La veille de la relève, elle était toujours là. Il n’était pas sûr qu’elle y fût encore à son retour et une envie irrépressible lui prit de la cueillir. C’était pure folie. Il savait, s’il faisait ça, qu’il risquerait sa vie et ne respecterait pas la parole donnée à Léa.

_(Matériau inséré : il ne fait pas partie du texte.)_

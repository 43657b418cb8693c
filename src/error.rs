//! Error taxonomy for the scheduler.

use thiserror::Error;

use crate::target::TargetError;

/// Errors raised by the scheduling core.
#[derive(Debug, Error)]
pub enum SchedulerError {
    /// An event has the wrong arity or argument types for its kind.
    #[error("malformed event {event}: {reason}")]
    MalformedEvent { event: String, reason: String },

    /// An event names a target or sequence the graph does not know.
    #[error("unknown {kind} '{id}'")]
    Reference { kind: &'static str, id: String },

    /// A negative or non-finite time or beat was passed to a conversion.
    #[error("invalid time or beat {0}")]
    InvalidTime(f64),

    /// An operation was called in the wrong transport or sequence state.
    #[error("invalid state: {0}")]
    State(String),

    /// An external target rejected a call.
    #[error("target '{target}' failed at {time:.6}s: {source}")]
    Target {
        target: String,
        time: f64,
        #[source]
        source: TargetError,
    },

    #[error("config error: {0}")]
    Config(String),

    #[error(transparent)]
    Io(#[from] std::io::Error),

    #[error(transparent)]
    Yaml(#[from] serde_yaml::Error),
}

pub type Result<T> = std::result::Result<T, SchedulerError>;

impl SchedulerError {
    pub(crate) fn state(message: impl Into<String>) -> Self {
        Self::State(message.into())
    }

    pub(crate) fn reference(kind: &'static str, id: impl Into<String>) -> Self {
        Self::Reference {
            kind,
            id: id.into(),
        }
    }

    /// Whether this error concerns a single event rather than the caller's request.
    pub fn is_event_scoped(&self) -> bool {
        matches!(
            self,
            Self::MalformedEvent { .. } | Self::Reference { .. } | Self::Target { .. }
        )
    }
}

/// Reject negative or non-finite musical time.
pub(crate) fn check_time(value: f64) -> Result<f64> {
    if value.is_finite() && value >= 0.0 {
        Ok(value)
    } else {
        Err(SchedulerError::InvalidTime(value))
    }
}

#[cfg(test)]
mod tests {
    use super::*;

    #[test]
    fn check_time_accepts_zero_and_positive() {
        assert_eq!(check_time(0.0).unwrap(), 0.0);
        assert_eq!(check_time(3.5).unwrap(), 3.5);
    }

    #[test]
    fn check_time_rejects_negative_and_nan() {
        assert!(matches!(check_time(-0.1), Err(SchedulerError::InvalidTime(_))));
        assert!(check_time(f64::NAN).is_err());
        assert!(check_time(f64::INFINITY).is_err());
    }

    #[test]
    fn display_includes_context() {
        let err = SchedulerError::reference("sequence", "verse");
        assert_eq!(err.to_string(), "unknown sequence 'verse'");
        let err = SchedulerError::MalformedEvent {
            event: "0 note".into(),
            reason: "expected 3 arguments, got 0".into(),
        };
        assert!(err.to_string().contains("0 note"));
        assert!(err.is_event_scoped());
        assert!(!SchedulerError::state("not playing").is_event_scoped());
    }
}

Sortir de son trou le mettait à la portée d’un tireur embusqué dans le camp d’en face, quitter son poste à la merci du conseil de guerre dans le sien. Il sentait la mort à l’affût, attendant qu’il sautât le pas pour fondre sur lui. S’il la provoquait, elle ne se laisserait pas conter fleurette. Qui sait d’ailleurs si l’apparition mystérieuse de cette pervenche n’était pas un nouveau piège qu’elle lui tendait. Si l’espérance qu’elle incarnait dans un paysage de désolation n’était pas un leurre de plus, le plus fallacieux qui fût. En la cueillant, ne cueillerait-il pas la mort elle-même ? Il chérissait peut-être une plante vénéneuse, une ciguë redoutable, parée des atours trompeurs d’une inoffensive beauté. Mais il chassa cette supposition. Son instinct lui disait que cette éclosion solitaire n’était pas une fatale tentation, mais au contraire une invitation à vivre et que par elle, c’était Gaby qui lui faisait signe. La mort ne voulait pas de cette échappée sur la vie. La rusée y faisait obstacle comme elle pouvait, en lui insufflant le doute, en l’embrouillant dans des peurs illusoires pour le dissuader, mais il ne se laisserait pas prendre à son jeu perfide. Il attendit la première occasion. À l’heure de la popote, qui rameutait les affamés, il releva le guetteur et profita d’un moment où il était seul pour se glisser hors de la tranchée. Il fallait faire vite. Il rampa sur la descente jusqu’à la fleur, la cueillit délicatement et la rapporta dans sa cagna où il la mit à sécher entre deux pages d’un cahier, afin de la garder intacte, avec tout l’éclat de sa couleur, comme un précieux talisman.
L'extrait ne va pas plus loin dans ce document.